THE TASK: Search the data for "check". Return each matching line.

[Collected data entries]

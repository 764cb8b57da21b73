//! Quick readability check without full parsing.
//!
//! This module provides the [`is_probably_readerable`] function, which performs
//! a fast pre-flight check to determine if a document is likely to have extractable
//! article content without doing a full parse.
//!
//! ## Use Case
//!
//! Use this function to quickly filter out pages that are unlikely to contain article
//! content, saving the cost of a full parse:
//!
//! ```rust
//! use lede::{is_probably_readerable, Readability};
//!
//! let html = "<html>...</html>";
//!
//! // Quick check first
//! if is_probably_readerable(html, None) {
//!     // Do full parse
//!     let readability = Readability::new(html, None, None).unwrap();
//!     if let Ok(Some(article)) = readability.parse() {
//!         println!("Article extracted!");
//!     }
//! } else {
//!     println!("Not an article page, skipping parse");
//! }
//! ```
//!
//! ## Performance
//!
//! This check is significantly faster than a full parse because it only looks
//! for basic content signals without doing deep analysis or scoring.

use std::collections::HashSet;

use once_cell::sync::Lazy;
use scraper::{ElementRef, Html, Selector};

use crate::constants::REGEXPS;

static CANDIDATE_SELECTOR: Lazy<Selector> =
    Lazy::new(|| Selector::parse("p, pre, article").unwrap());
static BR_SELECTOR: Lazy<Selector> = Lazy::new(|| Selector::parse("div > br").unwrap());

/// Options for the readability pre-flight check.
///
/// Controls the thresholds used by [`is_probably_readerable`] to determine
/// if a document is likely to be parseable.
///
/// ## Example
///
/// ```rust
/// use lede::{is_probably_readerable, ReaderableOptions};
///
/// let html = "<html>...</html>";
///
/// let options = ReaderableOptions {
///     min_content_length: 200,
///     min_score: 30.0,
/// };
///
/// let is_readerable = is_probably_readerable(html, Some(options));
/// ```
#[derive(Debug, Clone)]
pub struct ReaderableOptions {
    /// Minimum content length to consider a paragraph.
    ///
    /// Paragraphs shorter than this are ignored when calculating the
    /// readability score.
    ///
    /// Default: `140`
    pub min_content_length: usize,

    /// Minimum score threshold to consider a page readerable.
    ///
    /// The score is calculated based on the length and number of content
    /// paragraphs found in the document.
    ///
    /// Default: `20.0`
    pub min_score: f64,
}

impl Default for ReaderableOptions {
    fn default() -> Self {
        Self {
            min_content_length: 140,
            min_score: 20.0,
        }
    }
}

/// Quick check to determine if a document is likely to be readerable.
///
/// This function performs a fast analysis to predict whether full article extraction
/// is likely to succeed, without doing the expensive full parse. It looks for basic
/// content signals like paragraphs with sufficient text.
///
/// ## Arguments
///
/// * `html` - The HTML document to check
/// * `options` - Optional custom thresholds (uses defaults if `None`)
///
/// ## Returns
///
/// `true` if the document likely contains extractable article content, `false` otherwise.
///
/// ## Example
///
/// ```rust
/// use lede::is_probably_readerable;
///
/// let article_html = r#"
///     <html><body>
///         <article>
///             <p>This is a substantial paragraph with enough content to indicate
///             that this page likely contains article text that can be extracted.
///             Stretching it out past the minimum length makes the signal count.</p>
///             <p>Here's another paragraph with more content to increase the score,
///             also padded out far enough to clear the per-paragraph threshold.</p>
///         </article>
///     </body></html>
/// "#;
///
/// assert!(is_probably_readerable(article_html, None));
///
/// let non_article_html = "<html><body><p>Short</p></body></html>";
/// assert!(!is_probably_readerable(non_article_html, None));
/// ```
///
/// ## Algorithm
///
/// The function collects all `<p>`, `<pre>`, and `<article>` elements, plus any
/// `<div>` that uses `<br>` separators in place of paragraphs. Hidden nodes and
/// nodes whose class or id mark them as navigation, comments, or other unlikely
/// content are skipped, as are paragraphs nested inside list items. Each
/// remaining node longer than `min_content_length` adds the square root of its
/// excess length to a running score; the function returns `true` as soon as the
/// score passes `min_score`.
///
/// ## Performance
///
/// This function is much faster than a full parse, making it ideal for batch processing
/// large numbers of URLs, pre-filtering in crawlers or scrapers, and quick content
/// classification tasks.
pub fn is_probably_readerable(html: &str, options: Option<ReaderableOptions>) -> bool {
    let options = options.unwrap_or_default();
    let document = Html::parse_document(html);

    let mut seen = HashSet::new();
    let mut nodes = Vec::new();
    for node in document.select(&CANDIDATE_SELECTOR) {
        if seen.insert(node.id()) {
            nodes.push(node);
        }
    }
    // Pages that separate text with <br> instead of <p> still count.
    for br in document.select(&BR_SELECTOR) {
        if let Some(parent) = br.parent().and_then(ElementRef::wrap) {
            if seen.insert(parent.id()) {
                nodes.push(parent);
            }
        }
    }

    let mut score = 0.0;
    for node in nodes {
        if !is_node_visible(&node) {
            continue;
        }

        let element = node.value();
        let match_string = format!(
            "{} {}",
            element.attr("class").unwrap_or(""),
            element.attr("id").unwrap_or("")
        );
        if REGEXPS.unlikely_candidates.is_match(&match_string)
            && !REGEXPS.ok_maybe_its_a_candidate.is_match(&match_string)
        {
            continue;
        }

        if element.name() == "p" && has_list_ancestor(&node) {
            continue;
        }

        let text = node.text().collect::<String>();
        let text_len = text.trim().chars().count();
        if text_len < options.min_content_length {
            continue;
        }

        score += ((text_len - options.min_content_length) as f64).sqrt();
        if score > options.min_score {
            return true;
        }
    }

    false
}

fn is_node_visible(node: &ElementRef) -> bool {
    let element = node.value();
    if let Some(style) = element.attr("style") {
        if REGEXPS.hidden_style.is_match(style) {
            return false;
        }
    }
    if element.attr("hidden").is_some() {
        return false;
    }
    match element.attr("aria-hidden") {
        Some("true") => element
            .attr("class")
            .map_or(false, |class| class.contains("fallback-image")),
        _ => true,
    }
}

fn has_list_ancestor(node: &ElementRef) -> bool {
    node.ancestors()
        .filter_map(ElementRef::wrap)
        .any(|ancestor| ancestor.value().name() == "li")
}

TASK RESULT:
//! Quick readability check without full parsing.
//! a fast pre-flight check to determine if a document is likely to have extractable
//! // Quick check first
//! This check is significantly faster than a full parse because it only looks
/// Options for the readability pre-flight check.
/// Quick check to determine if a document is likely to be readerable.
/// * `html` - The HTML document to check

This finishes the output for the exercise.